• _HOW TO COMPLETE THIS TASK_
Without any alteration, retype the records that appear below.

** ENTRIES SUPPLIED follows **

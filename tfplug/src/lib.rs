//! tfplug - Terraform Plugin Framework for Rust
//!
//! A framework for building Terraform providers in Rust: the value model,
//! schemas, the provider and resource traits, resource change planning, and
//! an in-process acceptance test harness that drives providers through
//! create, update, import and destroy.

// Core modules
pub mod context;
pub mod error;
pub mod schema;
pub mod types;

// Provider API modules
pub mod provider;
pub mod resource;

// Helper modules
pub mod import;
pub mod plan;
pub mod plan_modifier;
pub mod validator;

// Test harness
pub mod acctest;

// Re-exports for convenience
pub use context::Context;
pub use error::{Result, TfplugError};
pub use import::import_state_passthrough_id;
pub use plan::{plan_resource_change, PlanAction, ResourcePlan};
pub use provider::{Provider, ResourceFactory};
pub use resource::{Resource, ResourceWithConfigure};
pub use schema::{AttributeBuilder, AttributeType, Schema, SchemaBuilder};
pub use types::{AttributePath, Diagnostic, Dynamic, DynamicValue};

** End of ENTRIES SUPPLIED **

• _OUTPUT_
filename tfplug/src/lib.rs
//! tfplug - Terraform Plugin Framework for Rust
//!
//! A framework for building Terraform providers in Rust: the value model,
//! schemas, the provider and resource traits, resource change planning, and
//! an in-process acceptance test harness that drives providers through
//! create, update, import and destroy.

// Core modules
pub mod context;
pub mod error;
pub mod schema;
pub mod types;

// Provider API modules
pub mod provider;
pub mod resource;

// Helper modules
pub mod import;
pub mod plan;
pub mod plan_modifier;
pub mod validator;

// Test harness
pub mod acctest;

// Re-exports for convenience
pub use context::Context;
pub use error::{Result, TfplugError};
pub use import::import_state_passthrough_id;
pub use plan::{plan_resource_change, PlanAction, ResourcePlan};
pub use provider::{Provider, ResourceFactory};
pub use resource::{Resource, ResourceWithConfigure};
pub use schema::{AttributeBuilder, AttributeType, Schema, SchemaBuilder};
pub use types::{AttributePath, Diagnostic, Dynamic, DynamicValue};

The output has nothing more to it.